Hydrosulphide-methaemoglobin-albumin cluster: a hydrogen sulphide donor.

Methaemoglobin (metHb) possesses inherent characteristics that facilitate reversible binding to hydrogen sulphide. Exogenous hydrogen sulphide supplementation imparts beneficial bioactive effects, including antioxidant and anti-inflammatory; hence, we hypothesized that the metHb-hydrogen sulphide complex could act as a hydrogen sulphide donor for medication. In this study, we prepared a hydrosulphide-metHb-albumin (HS-metHb-albumin) cluster and examined its applicability as a hydrogen sulphide donor in the mice model of hepatic ischemia-reperfusion injury. Structural analysis revealed that the HS-metHb-albumin cluster exhibited a nanostructure wherein one metHb was wrapped by an average of three albumins, and hydrogen sulphide was bound to the haem. Additionally, the HS-metHb-albumin cluster exhibited low-pH responsiveness, leading to sustained release of hydrogen sulphide.

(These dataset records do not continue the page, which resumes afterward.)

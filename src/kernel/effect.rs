use crate::core::SlotId;

/// Side effects the host executes after a dispatch. Reducers stay pure.
#[derive(Debug, Clone, PartialEq, Eq)]
pub enum Effect {
    OpenTab(SlotId),
    CloseTab(SlotId),
}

Owing to these structural and pharmaceutical characteristics, the severity of hepatic ischemia-reperfusion injury was alleviated antioxidant and anti-inflammatory effects of the HS-metHb-albumin cluster treatment. The protective effects were more potent in the HS-metHb-albumin cluster compared to that in a conventional hydrogen sulphide donor (sodium hydrogen sulphide). No abnormal signs of toxic and biological responses were observed after the HS-metHb-albumin cluster administration, confirming high biological compatibility. These results successfully establish the proof of concept that the HS-metHb-albumin cluster is a promising hydrogen sulphide donor. To the best of our knowledge, this is the first report demonstrating the remarkable potential of metHb as a biomaterial for hydrogen sulphide donors.